SOURCE DATA:
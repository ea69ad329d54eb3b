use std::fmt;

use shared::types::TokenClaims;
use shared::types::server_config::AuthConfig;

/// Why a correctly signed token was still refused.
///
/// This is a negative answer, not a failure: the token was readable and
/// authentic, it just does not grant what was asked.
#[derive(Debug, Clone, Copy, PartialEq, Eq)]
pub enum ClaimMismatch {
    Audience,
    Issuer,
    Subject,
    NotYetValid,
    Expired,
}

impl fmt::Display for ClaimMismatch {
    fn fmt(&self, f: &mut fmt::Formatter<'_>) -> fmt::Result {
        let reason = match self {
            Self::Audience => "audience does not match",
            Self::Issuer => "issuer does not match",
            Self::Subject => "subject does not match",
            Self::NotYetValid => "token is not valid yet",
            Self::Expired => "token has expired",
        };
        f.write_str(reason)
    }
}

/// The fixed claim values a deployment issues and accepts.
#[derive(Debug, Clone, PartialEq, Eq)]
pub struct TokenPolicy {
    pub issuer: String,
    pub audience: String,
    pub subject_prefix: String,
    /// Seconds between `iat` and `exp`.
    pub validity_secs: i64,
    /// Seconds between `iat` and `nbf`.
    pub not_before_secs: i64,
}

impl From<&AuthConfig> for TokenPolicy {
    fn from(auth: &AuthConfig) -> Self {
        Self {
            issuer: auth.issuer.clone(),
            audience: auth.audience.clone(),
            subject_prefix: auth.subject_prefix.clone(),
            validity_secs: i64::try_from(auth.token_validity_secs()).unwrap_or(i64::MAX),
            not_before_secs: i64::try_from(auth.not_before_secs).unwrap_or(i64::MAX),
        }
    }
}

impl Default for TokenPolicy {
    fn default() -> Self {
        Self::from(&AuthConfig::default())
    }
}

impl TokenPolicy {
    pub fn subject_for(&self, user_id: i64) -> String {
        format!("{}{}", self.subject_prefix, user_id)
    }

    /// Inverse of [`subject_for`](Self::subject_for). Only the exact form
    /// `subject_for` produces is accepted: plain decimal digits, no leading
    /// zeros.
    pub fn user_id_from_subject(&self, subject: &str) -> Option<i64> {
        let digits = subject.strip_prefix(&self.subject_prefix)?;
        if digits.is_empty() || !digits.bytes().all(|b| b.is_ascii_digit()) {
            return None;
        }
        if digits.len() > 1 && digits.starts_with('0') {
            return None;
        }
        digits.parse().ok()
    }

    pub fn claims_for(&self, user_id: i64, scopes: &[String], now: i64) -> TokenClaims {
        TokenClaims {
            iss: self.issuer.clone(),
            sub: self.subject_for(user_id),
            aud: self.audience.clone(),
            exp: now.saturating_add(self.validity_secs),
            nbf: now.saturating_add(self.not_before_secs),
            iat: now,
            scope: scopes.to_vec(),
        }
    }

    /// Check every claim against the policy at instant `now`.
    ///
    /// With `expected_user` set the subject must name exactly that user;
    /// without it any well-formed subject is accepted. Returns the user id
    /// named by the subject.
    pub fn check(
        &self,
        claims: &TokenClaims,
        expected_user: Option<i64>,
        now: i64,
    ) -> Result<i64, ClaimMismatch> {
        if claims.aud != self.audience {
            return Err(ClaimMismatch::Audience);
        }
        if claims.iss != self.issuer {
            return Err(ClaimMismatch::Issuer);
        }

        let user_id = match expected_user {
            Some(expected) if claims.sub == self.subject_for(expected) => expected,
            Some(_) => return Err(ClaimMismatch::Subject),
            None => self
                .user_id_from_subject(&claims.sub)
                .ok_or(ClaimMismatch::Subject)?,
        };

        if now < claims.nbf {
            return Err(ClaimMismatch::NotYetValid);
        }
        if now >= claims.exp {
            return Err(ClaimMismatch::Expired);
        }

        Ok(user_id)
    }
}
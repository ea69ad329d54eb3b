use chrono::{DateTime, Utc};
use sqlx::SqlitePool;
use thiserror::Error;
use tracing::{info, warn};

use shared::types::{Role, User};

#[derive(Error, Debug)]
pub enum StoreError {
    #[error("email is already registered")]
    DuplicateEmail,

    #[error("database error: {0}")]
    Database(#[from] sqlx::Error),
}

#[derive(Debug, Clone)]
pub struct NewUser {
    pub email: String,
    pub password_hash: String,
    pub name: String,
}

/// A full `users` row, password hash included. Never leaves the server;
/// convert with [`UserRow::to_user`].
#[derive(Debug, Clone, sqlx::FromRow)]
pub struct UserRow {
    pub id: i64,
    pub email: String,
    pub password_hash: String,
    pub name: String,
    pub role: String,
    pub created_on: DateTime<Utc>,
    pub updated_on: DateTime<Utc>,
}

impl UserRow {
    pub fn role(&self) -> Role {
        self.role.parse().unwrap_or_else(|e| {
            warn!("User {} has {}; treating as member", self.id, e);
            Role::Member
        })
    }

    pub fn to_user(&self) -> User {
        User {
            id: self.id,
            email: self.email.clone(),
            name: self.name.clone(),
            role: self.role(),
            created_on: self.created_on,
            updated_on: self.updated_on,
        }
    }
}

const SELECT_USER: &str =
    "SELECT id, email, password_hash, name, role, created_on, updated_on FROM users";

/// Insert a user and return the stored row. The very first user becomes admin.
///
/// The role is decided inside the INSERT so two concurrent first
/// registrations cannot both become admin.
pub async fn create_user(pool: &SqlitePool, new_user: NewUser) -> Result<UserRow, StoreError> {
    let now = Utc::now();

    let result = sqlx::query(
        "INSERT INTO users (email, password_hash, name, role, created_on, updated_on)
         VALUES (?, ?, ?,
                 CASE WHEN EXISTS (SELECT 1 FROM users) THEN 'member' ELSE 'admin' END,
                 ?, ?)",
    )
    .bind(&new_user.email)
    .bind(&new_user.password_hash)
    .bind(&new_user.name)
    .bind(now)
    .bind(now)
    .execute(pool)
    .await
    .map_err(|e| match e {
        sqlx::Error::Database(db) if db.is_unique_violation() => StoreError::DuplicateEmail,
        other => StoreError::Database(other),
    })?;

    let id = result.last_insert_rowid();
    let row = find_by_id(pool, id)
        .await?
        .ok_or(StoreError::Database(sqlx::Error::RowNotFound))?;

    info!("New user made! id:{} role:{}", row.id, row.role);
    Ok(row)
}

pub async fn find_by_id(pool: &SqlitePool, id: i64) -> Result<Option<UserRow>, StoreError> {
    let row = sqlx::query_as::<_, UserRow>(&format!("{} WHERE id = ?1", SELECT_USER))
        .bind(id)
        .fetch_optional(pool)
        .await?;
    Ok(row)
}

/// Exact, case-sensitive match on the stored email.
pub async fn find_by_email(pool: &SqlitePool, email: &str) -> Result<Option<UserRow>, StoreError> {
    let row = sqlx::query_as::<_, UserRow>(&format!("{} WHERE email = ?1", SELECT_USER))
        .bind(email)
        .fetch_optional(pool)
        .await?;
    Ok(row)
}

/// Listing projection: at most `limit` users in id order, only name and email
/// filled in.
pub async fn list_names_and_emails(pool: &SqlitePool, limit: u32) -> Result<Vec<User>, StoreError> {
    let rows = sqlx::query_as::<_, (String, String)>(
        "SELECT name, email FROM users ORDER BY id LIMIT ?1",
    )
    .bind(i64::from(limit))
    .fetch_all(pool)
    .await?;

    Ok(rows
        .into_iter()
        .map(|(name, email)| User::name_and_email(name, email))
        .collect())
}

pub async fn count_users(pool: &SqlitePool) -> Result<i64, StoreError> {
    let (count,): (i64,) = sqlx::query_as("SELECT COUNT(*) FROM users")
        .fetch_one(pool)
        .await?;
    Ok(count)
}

WHAT IS BEING ASKED: A complete and exact transcription of the material is required.

EXERCISE OUTPUT:
repository ea69ad329d54eb3b
use std::fmt;

use shared::types::TokenClaims;
use shared::types::server_config::AuthConfig;

/// Why a correctly signed token was still refused.
///
/// This is a negative answer, not a failure: the token was readable and
/// authentic, it just does not grant what was asked.
#[derive(Debug, Clone, Copy, PartialEq, Eq)]
pub enum ClaimMismatch {
    Audience,
    Issuer,
    Subject,
    NotYetValid,
    Expired,
}

impl fmt::Display for ClaimMismatch {
    fn fmt(&self, f: &mut fmt::Formatter<'_>) -> fmt::Result {
        let reason = match self {
            Self::Audience => "audience does not match",
            Self::Issuer => "issuer does not match",
            Self::Subject => "subject does not match",
            Self::NotYetValid => "token is not valid yet",
            Self::Expired => "token has expired",
        };
        f.write_str(reason)
    }
}

/// The fixed claim values a deployment issues and accepts.
#[derive(Debug, Clone, PartialEq, Eq)]
pub struct TokenPolicy {
    pub issuer: String,
    pub audience: String,
    pub subject_prefix: String,
    /// Seconds between `iat` and `exp`.
    pub validity_secs: i64,
    /// Seconds between `iat` and `nbf`.
    pub not_before_secs: i64,
}

impl From<&AuthConfig> for TokenPolicy {
    fn from(auth: &AuthConfig) -> Self {
        Self {
            issuer: auth.issuer.clone(),
            audience: auth.audience.clone(),
            subject_prefix: auth.subject_prefix.clone(),
            validity_secs: i64::try_from(auth.token_validity_secs()).unwrap_or(i64::MAX),
            not_before_secs: i64::try_from(auth.not_before_secs).unwrap_or(i64::MAX),
        }
    }
}

impl Default for TokenPolicy {
    fn default() -> Self {
        Self::from(&AuthConfig::default())
    }
}

impl TokenPolicy {
    pub fn subject_for(&self, user_id: i64) -> String {
        format!("{}{}", self.subject_prefix, user_id)
    }

    /// Inverse of [`subject_for`](Self::subject_for). Only the exact form
    /// `subject_for` produces is accepted: plain decimal digits, no leading
    /// zeros.
    pub fn user_id_from_subject(&self, subject: &str) -> Option<i64> {
        let digits = subject.strip_prefix(&self.subject_prefix)?;
        if digits.is_empty() || !digits.bytes().all(|b| b.is_ascii_digit()) {
            return None;
        }
        if digits.len() > 1 && digits.starts_with('0') {
            return None;
        }
        digits.parse().ok()
    }

    pub fn claims_for(&self, user_id: i64, scopes: &[String], now: i64) -> TokenClaims {
        TokenClaims {
            iss: self.issuer.clone(),
            sub: self.subject_for(user_id),
            aud: self.audience.clone(),
            exp: now.saturating_add(self.validity_secs),
            nbf: now.saturating_add(self.not_before_secs),
            iat: now,
            scope: scopes.to_vec(),
        }
    }

    /// Check every claim against the policy at instant `now`.
    ///
    /// With `expected_user` set the subject must name exactly that user;
    /// without it any well-formed subject is accepted. Returns the user id
    /// named by the subject.
    pub fn check(
        &self,
        claims: &TokenClaims,
        expected_user: Option<i64>,
        now: i64,
    ) -> Result<i64, ClaimMismatch> {
        if claims.aud != self.audience {
            return Err(ClaimMismatch::Audience);
        }
        if claims.iss != self.issuer {
            return Err(ClaimMismatch::Issuer);
        }

        let user_id = match expected_user {
            Some(expected) if claims.sub == self.subject_for(expected) => expected,
            Some(_) => return Err(ClaimMismatch::Subject),
            None => self
                .user_id_from_subject(&claims.sub)
                .ok_or(ClaimMismatch::Subject)?,
        };

        if now < claims.nbf {
            return Err(ClaimMismatch::NotYetValid);
        }
        if now >= claims.exp {
            return Err(ClaimMismatch::Expired);
        }

        Ok(user_id)
    }
}
repository ea69ad329d54eb3b
use chrono::{DateTime, Utc};
use sqlx::SqlitePool;
use thiserror::Error;
use tracing::{info, warn};

use shared::types::{Role, User};

#[derive(Error, Debug)]
pub enum StoreError {
    #[error("email is already registered")]
    DuplicateEmail,

    #[error("database error: {0}")]
    Database(#[from] sqlx::Error),
}

#[derive(Debug, Clone)]
pub struct NewUser {
    pub email: String,
    pub password_hash: String,
    pub name: String,
}

/// A full `users` row, password hash included. Never leaves the server;
/// convert with [`UserRow::to_user`].
#[derive(Debug, Clone, sqlx::FromRow)]
pub struct UserRow {
    pub id: i64,
    pub email: String,
    pub password_hash: String,
    pub name: String,
    pub role: String,
    pub created_on: DateTime<Utc>,
    pub updated_on: DateTime<Utc>,
}

impl UserRow {
    pub fn role(&self) -> Role {
        self.role.parse().unwrap_or_else(|e| {
            warn!("User {} has {}; treating as member", self.id, e);
            Role::Member
        })
    }

    pub fn to_user(&self) -> User {
        User {
            id: self.id,
            email: self.email.clone(),
            name: self.name.clone(),
            role: self.role(),
            created_on: self.created_on,
            updated_on: self.updated_on,
        }
    }
}

const SELECT_USER: &str =
    "SELECT id, email, password_hash, name, role, created_on, updated_on FROM users";

/// Insert a user and return the stored row. The very first user becomes admin.
///
/// The role is decided inside the INSERT so two concurrent first
/// registrations cannot both become admin.
pub async fn create_user(pool: &SqlitePool, new_user: NewUser) -> Result<UserRow, StoreError> {
    let now = Utc::now();

    let result = sqlx::query(
        "INSERT INTO users (email, password_hash, name, role, created_on, updated_on)
         VALUES (?, ?, ?,
                 CASE WHEN EXISTS (SELECT 1 FROM users) THEN 'member' ELSE 'admin' END,
                 ?, ?)",
    )
    .bind(&new_user.email)
    .bind(&new_user.password_hash)
    .bind(&new_user.name)
    .bind(now)
    .bind(now)
    .execute(pool)
    .await
    .map_err(|e| match e {
        sqlx::Error::Database(db) if db.is_unique_violation() => StoreError::DuplicateEmail,
        other => StoreError::Database(other),
    })?;

    let id = result.last_insert_rowid();
    let row = find_by_id(pool, id)
        .await?
        .ok_or(StoreError::Database(sqlx::Error::RowNotFound))?;

    info!("New user made! id:{} role:{}", row.id, row.role);
    Ok(row)
}

pub async fn find_by_id(pool: &SqlitePool, id: i64) -> Result<Option<UserRow>, StoreError> {
    let row = sqlx::query_as::<_, UserRow>(&format!("{} WHERE id = ?1", SELECT_USER))
        .bind(id)
        .fetch_optional(pool)
        .await?;
    Ok(row)
}

/// Exact, case-sensitive match on the stored email.
pub async fn find_by_email(pool: &SqlitePool, email: &str) -> Result<Option<UserRow>, StoreError> {
    let row = sqlx::query_as::<_, UserRow>(&format!("{} WHERE email = ?1", SELECT_USER))
        .bind(email)
        .fetch_optional(pool)
        .await?;
    Ok(row)
}

/// Listing projection: at most `limit` users in id order, only name and email
/// filled in.
pub async fn list_names_and_emails(pool: &SqlitePool, limit: u32) -> Result<Vec<User>, StoreError> {
    let rows = sqlx::query_as::<_, (String, String)>(
        "SELECT name, email FROM users ORDER BY id LIMIT ?1",
    )
    .bind(i64::from(limit))
    .fetch_all(pool)
    .await?;

    Ok(rows
        .into_iter()
        .map(|(name, email)| User::name_and_email(name, email))
        .collect())
}

pub async fn count_users(pool: &SqlitePool) -> Result<i64, StoreError> {
    let (count,): (i64,) = sqlx::query_as("SELECT COUNT(*) FROM users")
        .fetch_one(pool)
        .await?;
    Ok(count)
}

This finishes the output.